About this exercise = Repeat exactly the lines from the start of the entries below through the line containing "use crate::types::CalendarDate;". Omit the rest.

Data provided =

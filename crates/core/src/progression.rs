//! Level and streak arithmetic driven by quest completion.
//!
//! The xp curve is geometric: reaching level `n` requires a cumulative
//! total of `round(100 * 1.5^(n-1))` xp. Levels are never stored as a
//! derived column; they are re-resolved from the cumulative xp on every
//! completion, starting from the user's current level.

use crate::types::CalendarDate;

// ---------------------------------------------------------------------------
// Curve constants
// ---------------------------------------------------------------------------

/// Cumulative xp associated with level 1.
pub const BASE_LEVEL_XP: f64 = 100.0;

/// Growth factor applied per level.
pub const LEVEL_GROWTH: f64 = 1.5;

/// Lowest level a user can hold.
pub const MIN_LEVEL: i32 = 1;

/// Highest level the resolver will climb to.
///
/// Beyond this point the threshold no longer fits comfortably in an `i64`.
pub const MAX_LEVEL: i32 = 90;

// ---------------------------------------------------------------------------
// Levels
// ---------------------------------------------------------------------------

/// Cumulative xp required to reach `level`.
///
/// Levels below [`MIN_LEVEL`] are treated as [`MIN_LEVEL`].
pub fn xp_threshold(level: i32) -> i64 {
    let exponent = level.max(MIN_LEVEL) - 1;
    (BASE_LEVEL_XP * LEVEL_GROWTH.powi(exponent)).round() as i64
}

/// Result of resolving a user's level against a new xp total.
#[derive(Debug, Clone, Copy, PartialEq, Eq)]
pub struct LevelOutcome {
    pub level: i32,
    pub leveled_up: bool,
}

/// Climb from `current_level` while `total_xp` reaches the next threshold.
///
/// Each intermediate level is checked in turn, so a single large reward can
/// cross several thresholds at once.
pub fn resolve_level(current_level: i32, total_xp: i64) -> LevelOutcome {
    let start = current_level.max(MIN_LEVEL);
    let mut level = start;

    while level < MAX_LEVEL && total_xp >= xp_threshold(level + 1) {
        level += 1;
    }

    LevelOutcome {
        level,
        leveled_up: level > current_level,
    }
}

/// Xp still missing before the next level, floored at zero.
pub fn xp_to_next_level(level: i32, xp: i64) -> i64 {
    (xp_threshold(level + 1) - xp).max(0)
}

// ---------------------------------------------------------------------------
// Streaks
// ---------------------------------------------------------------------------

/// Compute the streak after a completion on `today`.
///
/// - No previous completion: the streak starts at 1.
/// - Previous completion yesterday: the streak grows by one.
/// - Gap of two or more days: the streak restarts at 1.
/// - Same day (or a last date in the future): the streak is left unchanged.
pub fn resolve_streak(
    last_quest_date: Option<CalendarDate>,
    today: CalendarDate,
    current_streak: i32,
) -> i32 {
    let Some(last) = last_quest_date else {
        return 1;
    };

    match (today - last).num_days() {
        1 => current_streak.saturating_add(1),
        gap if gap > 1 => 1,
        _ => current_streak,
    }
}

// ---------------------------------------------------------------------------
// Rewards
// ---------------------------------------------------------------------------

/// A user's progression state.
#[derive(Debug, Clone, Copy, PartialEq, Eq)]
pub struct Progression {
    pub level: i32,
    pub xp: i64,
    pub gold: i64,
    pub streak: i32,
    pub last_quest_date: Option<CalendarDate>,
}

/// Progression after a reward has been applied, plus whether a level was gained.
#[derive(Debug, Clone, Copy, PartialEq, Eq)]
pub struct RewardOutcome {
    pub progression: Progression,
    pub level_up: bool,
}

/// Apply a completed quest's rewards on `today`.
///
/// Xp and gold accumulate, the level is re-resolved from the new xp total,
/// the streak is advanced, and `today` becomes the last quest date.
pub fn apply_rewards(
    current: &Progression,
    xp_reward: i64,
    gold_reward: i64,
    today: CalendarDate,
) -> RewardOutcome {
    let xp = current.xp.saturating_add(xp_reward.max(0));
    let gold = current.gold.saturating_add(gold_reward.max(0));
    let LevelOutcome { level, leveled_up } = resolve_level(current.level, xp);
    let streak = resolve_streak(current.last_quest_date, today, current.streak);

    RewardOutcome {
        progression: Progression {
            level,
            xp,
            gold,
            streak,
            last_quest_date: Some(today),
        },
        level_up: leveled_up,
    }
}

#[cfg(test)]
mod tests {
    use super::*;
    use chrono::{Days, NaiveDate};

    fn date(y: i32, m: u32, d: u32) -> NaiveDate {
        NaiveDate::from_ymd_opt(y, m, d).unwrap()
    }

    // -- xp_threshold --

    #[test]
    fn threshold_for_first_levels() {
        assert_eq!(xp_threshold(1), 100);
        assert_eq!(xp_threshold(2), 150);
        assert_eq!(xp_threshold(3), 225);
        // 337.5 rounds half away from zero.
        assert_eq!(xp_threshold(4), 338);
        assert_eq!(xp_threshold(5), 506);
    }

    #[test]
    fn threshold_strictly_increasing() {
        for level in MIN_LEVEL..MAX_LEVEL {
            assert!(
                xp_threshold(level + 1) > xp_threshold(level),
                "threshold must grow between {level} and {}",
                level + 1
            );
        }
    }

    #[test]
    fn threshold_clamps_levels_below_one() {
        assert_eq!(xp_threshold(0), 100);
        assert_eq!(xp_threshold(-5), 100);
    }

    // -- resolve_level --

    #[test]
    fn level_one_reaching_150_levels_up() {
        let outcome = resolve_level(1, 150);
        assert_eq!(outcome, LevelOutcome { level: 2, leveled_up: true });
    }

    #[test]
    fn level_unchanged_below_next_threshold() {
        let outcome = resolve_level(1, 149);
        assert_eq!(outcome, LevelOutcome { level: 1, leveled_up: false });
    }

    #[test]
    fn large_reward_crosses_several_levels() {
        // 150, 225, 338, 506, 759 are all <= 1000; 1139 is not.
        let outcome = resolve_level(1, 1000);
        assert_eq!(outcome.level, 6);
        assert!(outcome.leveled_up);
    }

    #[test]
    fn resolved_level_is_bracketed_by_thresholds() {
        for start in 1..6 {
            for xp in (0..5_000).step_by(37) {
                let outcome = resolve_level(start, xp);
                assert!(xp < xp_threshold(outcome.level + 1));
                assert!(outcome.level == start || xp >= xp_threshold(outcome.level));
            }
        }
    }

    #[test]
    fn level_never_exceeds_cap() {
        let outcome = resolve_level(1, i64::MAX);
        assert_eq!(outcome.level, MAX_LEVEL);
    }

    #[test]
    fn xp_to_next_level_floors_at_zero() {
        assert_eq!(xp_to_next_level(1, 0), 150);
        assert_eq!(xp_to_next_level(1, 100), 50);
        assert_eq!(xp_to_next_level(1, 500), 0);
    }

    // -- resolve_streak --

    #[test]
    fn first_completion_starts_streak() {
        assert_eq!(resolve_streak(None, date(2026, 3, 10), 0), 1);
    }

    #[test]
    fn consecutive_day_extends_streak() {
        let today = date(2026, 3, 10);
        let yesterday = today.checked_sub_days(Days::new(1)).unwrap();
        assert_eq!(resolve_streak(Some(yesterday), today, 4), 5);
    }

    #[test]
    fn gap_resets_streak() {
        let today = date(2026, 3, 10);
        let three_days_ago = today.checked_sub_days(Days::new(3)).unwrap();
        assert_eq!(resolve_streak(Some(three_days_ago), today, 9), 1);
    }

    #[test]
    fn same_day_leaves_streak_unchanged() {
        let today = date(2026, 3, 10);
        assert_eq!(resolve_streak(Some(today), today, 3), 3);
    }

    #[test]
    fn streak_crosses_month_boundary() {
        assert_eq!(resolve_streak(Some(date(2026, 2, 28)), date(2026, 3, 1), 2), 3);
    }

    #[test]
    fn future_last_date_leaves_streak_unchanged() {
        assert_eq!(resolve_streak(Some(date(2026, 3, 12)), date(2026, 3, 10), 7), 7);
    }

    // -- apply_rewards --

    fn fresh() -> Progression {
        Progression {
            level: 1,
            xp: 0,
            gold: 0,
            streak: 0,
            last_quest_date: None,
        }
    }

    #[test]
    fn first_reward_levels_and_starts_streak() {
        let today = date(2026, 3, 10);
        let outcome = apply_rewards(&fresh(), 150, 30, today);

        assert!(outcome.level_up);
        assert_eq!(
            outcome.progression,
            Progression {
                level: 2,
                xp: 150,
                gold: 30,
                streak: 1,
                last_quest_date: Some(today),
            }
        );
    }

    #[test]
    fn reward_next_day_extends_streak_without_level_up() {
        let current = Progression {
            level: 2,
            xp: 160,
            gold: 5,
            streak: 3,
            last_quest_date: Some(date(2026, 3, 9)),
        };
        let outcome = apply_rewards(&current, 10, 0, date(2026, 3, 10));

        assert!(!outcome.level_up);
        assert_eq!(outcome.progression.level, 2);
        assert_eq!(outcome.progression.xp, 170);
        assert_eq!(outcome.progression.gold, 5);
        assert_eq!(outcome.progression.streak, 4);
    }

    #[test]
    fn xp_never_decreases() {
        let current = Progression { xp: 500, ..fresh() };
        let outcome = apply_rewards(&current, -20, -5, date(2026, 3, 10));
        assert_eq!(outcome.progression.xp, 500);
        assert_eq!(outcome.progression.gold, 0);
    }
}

Completed task =
filename crates/core/src/progression.rs
//! Level and streak arithmetic driven by quest completion.
//!
//! The xp curve is geometric: reaching level `n` requires a cumulative
//! total of `round(100 * 1.5^(n-1))` xp. Levels are never stored as a
//! derived column; they are re-resolved from the cumulative xp on every
//! completion, starting from the user's current level.

use crate::types::CalendarDate;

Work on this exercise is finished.